Insects entered into relationships with land plants at approximately 410 Ma, forming the first of four major associational phases. This mid-Paleozoic event was surpassed by the expansion of modern types of herbivory during Phase 2 in the Late Paleozoic, ending with the end-Permian extinctions. Recovery after the extinction aftermath constitutes the third major phase of herbivory expansion, commencing modestly during the Middle Triassic in Laurasian and Gondwanan localities and reaching its acme during the Late Triassic in the Molteno Formation of South Africa's Karoo Basin. Our preliminary analyses of this abundant, diverse and well preserved biota—representing 106 stratigraphically ordinated localities, 7 geographically widespread habitats, 79 diagnostic insect/mite damage types (DTs), about 220 whole-plant taxa, and 177,301 examined leaf, seed, stem, and other organ specimens—has established the best fossil-record case for testing hypotheses of how plant and insects associate and evolve in deep time. From Molteno data, the following questions will be addressed: Do stereotyped plant-insect associations or combinations of associations characterize particular plant hosts and their habitats?
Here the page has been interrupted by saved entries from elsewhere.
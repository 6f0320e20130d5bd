//! Record-to-chunk processing
//!
//! This module renders each stored [`PageRecord`] into one normalized text,
//! deduplicates identical texts by content hash, and splits them into
//! overlapping chunks. The resulting [`ChunkRecord`]s are the crate's output
//! contract towards the external embedding collaborator; nothing here calls
//! that service.

mod chunking;
mod config;
mod error;

pub use chunking::{TextChunk, chunk_text};
pub use config::ChunkOptions;
pub use error::ProcessError;

use std::collections::HashSet;
use std::hash::{DefaultHasher, Hash, Hasher};

use serde::{Deserialize, Serialize};
use tracing::{debug, instrument};

use crate::crawler::records::PageRecord;

/// A chunk ready for the embedding collaborator
#[derive(Debug, Clone, Serialize, Deserialize)]
pub struct ChunkRecord {
    /// Stable chunk id: `<source_id>#<chunk_index>`
    pub id: String,

    /// Identifier of the source record (its canonical URL)
    pub source_id: String,

    /// 0-based position of the chunk within its source
    pub chunk_index: usize,

    /// Number of chunks the source was split into
    pub total_chunks: usize,

    /// The chunk text
    pub text: String,

    /// Metadata describing the source record
    pub metadata: ChunkMetadata,
}

/// Metadata carried by every chunk of a record
#[derive(Debug, Clone, Serialize, Deserialize)]
pub struct ChunkMetadata {
    /// URL of the source page
    pub url: String,

    /// Record type tag (product, category, faq, general)
    pub record_type: String,

    /// Title or name of the source record
    pub title: String,

    /// Crawl depth of the source page
    pub depth: u32,

    /// Price, for product records
    #[serde(skip_serializing_if = "Option::is_none")]
    pub price: Option<String>,

    /// Availability, for product records
    #[serde(skip_serializing_if = "Option::is_none")]
    pub availability: Option<String>,
}

/// Process records into deduplicated, chunked output
#[instrument(skip(records, options))]
pub fn process_records(
    records: &[PageRecord],
    options: &ChunkOptions,
) -> Result<Vec<ChunkRecord>, ProcessError> {
    let mut seen = HashSet::new();
    let mut output = Vec::new();

    for record in records {
        let text = compose_text(record);
        if text.trim().is_empty() {
            continue;
        }

        let mut hasher = DefaultHasher::new();
        text.hash(&mut hasher);
        if !seen.insert(hasher.finish()) {
            debug!("skipping duplicate content from {}", record.url());
            continue;
        }

        let chunks = chunk_text(&text, options)?;
        let total_chunks = chunks.len();
        let metadata = metadata_for(record);
        for chunk in chunks {
            output.push(ChunkRecord {
                id: format!("{}#{}", record.url(), chunk.index),
                source_id: record.url().to_string(),
                chunk_index: chunk.index,
                total_chunks,
                text: chunk.text,
                metadata: metadata.clone(),
            });
        }
    }

    Ok(output)
}

/// Render a record into one normalized text for chunking and embedding
pub fn compose_text(record: &PageRecord) -> String {
    match record {
        PageRecord::Product(product) => {
            let mut lines = vec![
                format!("Product: {}", product.name),
                format!("Price: {}", product.price),
                format!("Availability: {}", product.availability),
            ];
            if !product.description.is_empty() {
                lines.push(format!("Description: {}", product.description));
            }
            for (section, entries) in &product.specifications {
                let rendered = entries
                    .iter()
                    .map(|(key, value)| format!("{}: {}", key, value))
                    .collect::<Vec<_>>()
                    .join("; ");
                lines.push(format!("{}: {}", section, rendered));
            }
            if !product.colors.is_empty() {
                let rendered = product
                    .colors
                    .iter()
                    .map(|color| {
                        if color.sizes.is_empty() {
                            color.name.clone()
                        } else {
                            let sizes = color
                                .sizes
                                .iter()
                                .map(|size| {
                                    let state = if size.available {
                                        "available"
                                    } else {
                                        "unavailable"
                                    };
                                    format!("{} - {}", size.size, state)
                                })
                                .collect::<Vec<_>>()
                                .join(", ");
                            format!("{} [{}]", color.name, sizes)
                        }
                    })
                    .collect::<Vec<_>>()
                    .join("; ");
                lines.push(format!("Colors: {}", rendered));
            }
            if !product.sku.is_empty() {
                lines.push(format!("SKU: {}", product.sku));
            }
            lines.push(format!("Category: {}", product.category_type));
            lines.join("\n")
        }
        PageRecord::Category(category) => {
            let mut lines = vec![format!("Category: {}", category.name)];
            if !category.description.is_empty() {
                lines.push(format!("Description: {}", category.description));
            }
            let products = category
                .products
                .iter()
                .map(|product| {
                    if product.price.is_empty() {
                        product.name.clone()
                    } else {
                        format!("{} - {}", product.name, product.price)
                    }
                })
                .collect::<Vec<_>>()
                .join(", ");
            lines.push(format!("Products: {}", products));
            lines.join("\n")
        }
        PageRecord::Faq(faq) => faq
            .questions
            .iter()
            .map(|entry| format!("Q: {}\nA: {}", entry.question, entry.answer))
            .collect::<Vec<_>>()
            .join("\n\n"),
        PageRecord::General(page) => {
            let mut text = format!("{}\n\n{}", page.title, page.content);
            if !page.headings.is_empty() {
                let headings = page
                    .headings
                    .iter()
                    .map(|heading| format!("## {}", heading.text))
                    .collect::<Vec<_>>()
                    .join("\n");
                text.push_str("\n\n");
                text.push_str(&headings);
            }
            text
        }
    }
}

fn metadata_for(record: &PageRecord) -> ChunkMetadata {
    match record {
        PageRecord::Product(product) => ChunkMetadata {
            url: product.url.clone(),
            record_type: "product".to_string(),
            title: product.name.clone(),
            depth: product.depth,
            price: Some(product.price.clone()),
            availability: Some(product.availability.clone()),
        },
        PageRecord::Category(category) => ChunkMetadata {
            url: category.url.clone(),
            record_type: "category".to_string(),
            title: category.name.clone(),
            depth: category.depth,
            price: None,
            availability: None,
        },
        PageRecord::Faq(faq) => ChunkMetadata {
            url: faq.url.clone(),
            record_type: "faq".to_string(),
            title: faq.title.clone(),
            depth: faq.depth,
            price: None,
            availability: None,
        },
        PageRecord::General(page) => ChunkMetadata {
            url: page.url.clone(),
            record_type: "general".to_string(),
            title: page.title.clone(),
            depth: page.depth,
            price: None,
            availability: None,
        },
    }
}

#[cfg(test)]
mod tests {
    use super::*;
    use crate::crawler::records::{
        CategoryRecord, ColorVariant, FaqEntry, FaqRecord, GeneralRecord, ProductRecord,
        SizeOption,
    };
    use chrono::Utc;

    fn product() -> ProductRecord {
        ProductRecord {
            url: "https://example.com/produkt/trail-29/".to_string(),
            scraped_at: Utc::now(),
            depth: 2,
            name: "Trail 29".to_string(),
            price: "3 999 zł".to_string(),
            availability: "in stock".to_string(),
            description: "Lekki rower górski.".to_string(),
            colors: vec![ColorVariant {
                name: "black / gold".to_string(),
                sizes: vec![
                    SizeOption {
                        size: "48 cm".to_string(),
                        available: true,
                    },
                    SizeOption {
                        size: "53 cm".to_string(),
                        available: false,
                    },
                ],
            }],
            category_type: "mtb".to_string(),
            ..ProductRecord::default()
        }
    }

    #[test]
    fn test_product_text_carries_variants() {
        let text = compose_text(&PageRecord::Product(product()));
        assert!(text.contains("Product: Trail 29"));
        assert!(text.contains("Price: 3 999 zł"));
        assert!(text.contains("black / gold [48 cm - available, 53 cm - unavailable]"));
    }

    #[test]
    fn test_category_text_lists_products() {
        let category = CategoryRecord {
            url: "https://example.com/rowery/mtb/".to_string(),
            scraped_at: Utc::now(),
            depth: 1,
            name: "Rowery MTB".to_string(),
            description: "Górskie".to_string(),
            category_type: "mtb".to_string(),
            products: vec![product()],
            aggregated: true,
        };
        let text = compose_text(&PageRecord::Category(category));
        assert!(text.contains("Category: Rowery MTB"));
        assert!(text.contains("Trail 29 - 3 999 zł"));
    }

    #[test]
    fn test_faq_text_renders_pairs() {
        let faq = FaqRecord {
            url: "https://example.com/faq/".to_string(),
            scraped_at: Utc::now(),
            depth: 1,
            title: "FAQ".to_string(),
            questions: vec![FaqEntry {
                question: "Jak długo trwa dostawa?".to_string(),
                answer: "Dwa dni.".to_string(),
            }],
        };
        let text = compose_text(&PageRecord::Faq(faq));
        assert_eq!(text, "Q: Jak długo trwa dostawa?\nA: Dwa dni.");
    }

    #[test]
    fn test_process_dedups_identical_content() {
        let page = |url: &str| {
            PageRecord::General(GeneralRecord {
                url: url.to_string(),
                scraped_at: Utc::now(),
                depth: 0,
                title: "Regulamin".to_string(),
                content: "Identyczna treść strony.".to_string(),
                headings: Vec::new(),
                page_kind: "terms".to_string(),
            })
        };
        let records = vec![page("https://example.com/a/"), page("https://example.com/b/")];

        let chunks = process_records(&records, &ChunkOptions::default()).unwrap();
        assert_eq!(chunks.len(), 1);
        assert_eq!(chunks[0].source_id, "https://example.com/a/");
    }

    #[test]
    fn test_chunk_ids_and_totals_are_stable() {
        let long_content = "Zdanie opisujące sklep. ".repeat(200);
        let record = PageRecord::General(GeneralRecord {
            url: "https://example.com/o-nas/".to_string(),
            scraped_at: Utc::now(),
            depth: 1,
            title: "O nas".to_string(),
            content: long_content,
            headings: Vec::new(),
            page_kind: "about".to_string(),
        });

        let chunks = process_records(&[record], &ChunkOptions::new(400, 40)).unwrap();
        assert!(chunks.len() > 1);
        let total = chunks.len();
        for (index, chunk) in chunks.iter().enumerate() {
            assert_eq!(chunk.chunk_index, index);
            assert_eq!(chunk.total_chunks, total);
            assert_eq!(
                chunk.id,
                format!("https://example.com/o-nas/#{}", index)
            );
            assert_eq!(chunk.metadata.record_type, "general");
        }
    }

    #[test]
    fn test_product_metadata_carries_price() {
        let chunks =
            process_records(&[PageRecord::Product(product())], &ChunkOptions::default()).unwrap();
        assert_eq!(chunks.len(), 1);
        assert_eq!(chunks[0].metadata.price.as_deref(), Some("3 999 zł"));
        assert_eq!(chunks[0].metadata.availability.as_deref(), Some("in stock"));
    }
}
Do dominant plant taxa and their herbivore component communities, evidenced by their DT spectra, evolve within habitats or among habitats? Is there gradual replacement of generalized DTs by host-specific DTs, perhaps accompanied by the partitioning of tissues within plant organs and the colonization of new plant taxa? What insect herbivore clades dominated this exceptional diversification onto horsetail, fern, and seed-plant host clades 90 m.y. before the angiosperm appearance that characterized the fourth major phase of herbivore expansion? Such questions will be addressed by a several million-year-old, internally well resolved, basin-wide record that will provide tests of hypotheses developed from modern plant-insect associational theory. We will document the timing, interspecies associations, autecological and synecological scope, and community structure of plant-insect associations during this circumscribed interval of deep time.